The woman in the Volvo looks like she is about to cry. A roadworker in a high-vis vest looks on.
“How could I have lost it like that?” Caroline writes a few paragraphs later. But for many readers, there’s been a similar moment in our lives when we, too, might have asked ourselves: “How could I have been such a bitch?”
In Ripiro Beach, Caroline doesn’t flinch from telling her story – just as it is.
That incident outside Fruit World came during a gruelling personal time for the author, trying to overcome the impact of a near-death experience and loss of her uterus during childbirth; of ongoing grief over her father’s death when she was 20, and of a close friend’s recent, untimely death. She had also been exploring her father’s bloodline (he was adopted) uncovering suicide, brain tumours, heart disease, early death and violence, and a Māori heritage she didn’t know how to open.
“There are too many things to process,” she writes, “so it is easier to remain buried beneath.”
But she doesn’t. As Caroline seeks the medical and wellness help she needs, she travels to Northland to untangle her Māori whakapapa and discovers a physical and spiritual home at Kaipara’s Ripiro (Baylys) Beach. Her journey, and the memoir she is writing in ‘real time’, turns into a story of healing and transformation.
“I see memoir and books in general as a salve, to answer questions, to help me find a way forward,” she says.
I must try my best to tell the truth as deeply as I can.
If her full email inbox is anything to go by, readers from all around the country have found aspects of her a story a ‘salve’, too.
Tall and lean, Caroline was a teenage model for Maysie Bestall-Cohen, and then in her mid-twenties took over the management of Nova Models & Talent and ran the top agency until 2009.

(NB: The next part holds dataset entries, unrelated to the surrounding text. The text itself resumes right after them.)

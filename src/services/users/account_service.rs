//! # 계정 서비스
//!
//! 회원가입, 로그인, 현재 사용자 조회, 관리자의 계정 활성화 관리를 담당합니다.
//! 비밀번호 해싱과 토큰 발급은 [`CredentialService`]에 위임합니다.

use std::sync::Arc;
use crate::{
    core::errors::{AppError, AppResult},
    domain::{
        dto::users::{
            request::{LoginRequest, RegisterRequest},
            response::{AuthResponse, UserResponse},
        },
        entities::users::{User, UserType},
    },
    repositories::stores::UserDirectory,
    services::auth::CredentialService,
    utils::string_utils::validate_required_string,
};

const INVALID_CREDENTIALS: &str = "이메일 또는 비밀번호가 올바르지 않습니다";

fn normalize_email(email: &str) -> String {
    email.trim().to_lowercase()
}

/// 계정 생명주기 서비스
///
/// ```rust,ignore
/// let accounts = AccountService::new(users, credentials);
///
/// let registered = accounts.register(request).await?;
/// let logged_in = accounts.login(login_request).await?;
/// let me = accounts.current_user(&registered.user.id).await?;
/// ```
pub struct AccountService {
    users: Arc<dyn UserDirectory>,
    credentials: Arc<CredentialService>,
}

impl AccountService {
    pub fn new(users: Arc<dyn UserDirectory>, credentials: Arc<CredentialService>) -> Self {
        Self { users, credentials }
    }

    /// 새 계정을 만들고 바로 액세스 토큰을 발급합니다.
    ///
    /// # Errors
    ///
    /// * `ValidationError` - 관리자 역할로 가입하거나 이름이 비어 있는 경우
    /// * `ConflictError` - 이미 등록된 이메일
    pub async fn register(&self, request: RegisterRequest) -> AppResult<AuthResponse> {
        if request.user_type == UserType::Admin {
            return Err(AppError::ValidationError("관리자 계정은 직접 가입할 수 없습니다".to_string()));
        }

        let name = validate_required_string(&request.name, "이름")?;
        let email = normalize_email(&request.email);

        let start_time = std::time::Instant::now();
        let password_hash = self.credentials.hash_password(&request.password)?;
        log::debug!("Password hashing took: {:?}", start_time.elapsed());

        let user = User::new(email, password_hash, name, request.phone.trim().to_string(), request.user_type);
        let created = self.users.create(user).await?;

        let user_id = created
            .id_string()
            .ok_or_else(|| AppError::InternalError("저장된 사용자에 ID가 없습니다".to_string()))?;
        let token = self.credentials.issue_token(&user_id, created.user_type)?;

        log::info!("회원가입: {} ({}, {})", created.email, user_id, created.user_type);

        Ok(AuthResponse::new(token, created))
    }

    /// 이메일과 비밀번호로 로그인합니다.
    ///
    /// 존재하지 않는 이메일과 틀린 비밀번호는 같은 메시지로 거부합니다.
    /// 비활성화된 계정은 `AuthorizationError`입니다.
    pub async fn login(&self, request: LoginRequest) -> AppResult<AuthResponse> {
        let email = normalize_email(&request.email);

        let Some(user) = self.users.find_by_email(&email).await? else {
            log::warn!("로그인 실패 (미등록 이메일): {}", email);
            return Err(AppError::AuthenticationError(INVALID_CREDENTIALS.to_string()));
        };

        if !self.credentials.verify_password(&user.password_hash, &request.password) {
            log::warn!("로그인 실패 (비밀번호 불일치): {}", email);
            return Err(AppError::AuthenticationError(INVALID_CREDENTIALS.to_string()));
        }

        if !user.is_active {
            log::warn!("로그인 거부 (비활성 계정): {}", email);
            return Err(AppError::AuthorizationError("비활성화된 계정입니다".to_string()));
        }

        let user_id = user
            .id_string()
            .ok_or_else(|| AppError::InternalError("저장된 사용자에 ID가 없습니다".to_string()))?;
        let token = self.credentials.issue_token(&user_id, user.user_type)?;

        log::info!("로그인 성공: {} ({})", user.email, user_id);

        Ok(AuthResponse::new(token, user))
    }

    pub async fn current_user(&self, user_id: &str) -> AppResult<UserResponse> {
        self.users
            .find_by_id(user_id)
            .await?
            .map(UserResponse::from)
            .ok_or_else(|| AppError::NotFound("사용자를 찾을 수 없습니다".to_string()))
    }

    /// 관리자가 계정을 활성화하거나 비활성화합니다.
    ///
    /// 관리자 자신의 계정은 비활성화할 수 없습니다.
    pub async fn set_active(&self, admin_id: &str, user_id: &str, is_active: bool) -> AppResult<UserResponse> {
        if admin_id == user_id && !is_active {
            return Err(AppError::ValidationError("자신의 계정은 비활성화할 수 없습니다".to_string()));
        }

        let updated = self.users
            .set_active(user_id, is_active)
            .await?
            .ok_or_else(|| AppError::NotFound("사용자를 찾을 수 없습니다".to_string()))?;

        log::warn!("계정 활성 상태 변경: {} → {} (관리자: {})", user_id, is_active, admin_id);

        Ok(UserResponse::from(updated))
    }
}

#[cfg(test)]
mod tests {
    use super::*;
    use crate::config::{JwtConfig, PasswordConfig};
    use crate::repositories::memory::InMemoryStore;

    fn service() -> (Arc<InMemoryStore>, Arc<CredentialService>, AccountService) {
        let store = Arc::new(InMemoryStore::new());
        let jwt = JwtConfig {
            secret: "account-test-secret".to_string(),
            expiration_hours: 24,
        };
        let credentials = Arc::new(CredentialService::new(&jwt, &PasswordConfig { bcrypt_cost: 4 }));
        let accounts = AccountService::new(store.clone(), credentials.clone());
        (store, credentials, accounts)
    }

    fn register_request(email: &str, user_type: UserType) -> RegisterRequest {
        RegisterRequest {
            email: email.to_string(),
            password: "secret1".to_string(),
            name: "Maria".to_string(),
            phone: "+55 11 99999-0000".to_string(),
            user_type,
        }
    }

    fn login_request(email: &str, password: &str) -> LoginRequest {
        LoginRequest {
            email: email.to_string(),
            password: password.to_string(),
        }
    }

    #[actix_web::test]
    async fn test_register_issues_token_for_new_user() {
        let (_, credentials, accounts) = service();

        let response = accounts
            .register(register_request("Maria@Example.com", UserType::Provider))
            .await
            .unwrap();

        assert_eq!(response.user.email, "maria@example.com");
        assert_eq!(response.user.user_type, UserType::Provider);
        assert_eq!(response.token_type, "Bearer");

        let identity = credentials.validate_token(&response.access_token).unwrap();
        assert_eq!(identity.user_id, response.user.id);
        assert_eq!(identity.user_type, UserType::Provider);
    }

    #[actix_web::test]
    async fn test_register_rejects_duplicates_and_admin() {
        let (_, _, accounts) = service();
        accounts.register(register_request("a@example.com", UserType::Client)).await.unwrap();

        let duplicate = accounts.register(register_request("a@example.com", UserType::Provider)).await;
        assert!(matches!(duplicate, Err(AppError::ConflictError(_))));

        let admin = accounts.register(register_request("root@example.com", UserType::Admin)).await;
        assert!(matches!(admin, Err(AppError::ValidationError(_))));
    }

    #[actix_web::test]
    async fn test_register_stores_hash_not_password() {
        let (store, credentials, accounts) = service();
        accounts.register(register_request("a@example.com", UserType::Client)).await.unwrap();

        let stored = store.find_by_email("a@example.com").await.unwrap().unwrap();
        assert_ne!(stored.password_hash, "secret1");
        assert!(credentials.verify_password(&stored.password_hash, "secret1"));
    }

    #[actix_web::test]
    async fn test_login_success_and_failures() {
        let (store, _, accounts) = service();
        let registered = accounts.register(register_request("a@example.com", UserType::Client)).await.unwrap();

        let ok = accounts.login(login_request(" A@example.com ", "secret1")).await.unwrap();
        assert_eq!(ok.user.id, registered.user.id);

        let wrong = accounts.login(login_request("a@example.com", "secret2")).await;
        assert!(matches!(wrong, Err(AppError::AuthenticationError(_))));

        let unknown = accounts.login(login_request("nobody@example.com", "secret1")).await;
        assert!(matches!(unknown, Err(AppError::AuthenticationError(_))));

        store.set_active(&registered.user.id, false).await.unwrap();
        let inactive = accounts.login(login_request("a@example.com", "secret1")).await;
        assert!(matches!(inactive, Err(AppError::AuthorizationError(_))));
    }

    #[actix_web::test]
    async fn test_current_user_and_set_active() {
        let (_, _, accounts) = service();
        let user = accounts.register(register_request("a@example.com", UserType::Client)).await.unwrap().user;

        let me = accounts.current_user(&user.id).await.unwrap();
        assert_eq!(me.email, "a@example.com");

        let missing = accounts.current_user("65f1c0c2a1b2c3d4e5f60718").await;
        assert!(matches!(missing, Err(AppError::NotFound(_))));

        let deactivated = accounts.set_active("admin-id", &user.id, false).await.unwrap();
        assert!(!deactivated.is_active);

        let self_lockout = accounts.set_active("admin-id", "admin-id", false).await;
        assert!(matches!(self_lockout, Err(AppError::ValidationError(_))));

        let ghost = accounts.set_active("admin-id", "65f1c0c2a1b2c3d4e5f60718", true).await;
        assert!(matches!(ghost, Err(AppError::NotFound(_))));
    }
}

But writing is her first love. She has kept journals since she was 13 and has a degree in journalism. In 2015, she won a coveted place on the University of Auckland’s Master of Creative Writing (MCW) and worked on a fictionalised account of her father’s conception and adoption.
But it was only once the MCW year was over that Caroline felt an “unbelievable internal force to write memoir”.
As the words “poured out”, she drew on skills learnt during the MCW.
“We had been taught how to close the narrative gap between the reader and the words on the page, which means understanding and going deeply into a character’s point of view.
“With memoir, I am the character.”
As Ripiro Beach neared publication, Caroline admits she did “um and aah a lot” about taking the Fruit World scene out, but felt it had “real resonance”. Her approach was affirmed when in 2018 she did a masterclass with Norwegian memoirist Karl Ove Knausgård.
“He said, remember, the closer you get to yourself, the more universal it becomes.”
“I realise this is the key,” writes Caroline at the end of Ripiro Beach. “I must try my best to tell the truth as deeply as I can. For perhaps this is the thing that will connect to the outside world, to other people whom life has also tripped up.”
Ripiro Beach: A Memoir of Life After Near Death, Bateman Publishing, $35
This article first appeared in the Spring 2020 edition of Ingenio magazine.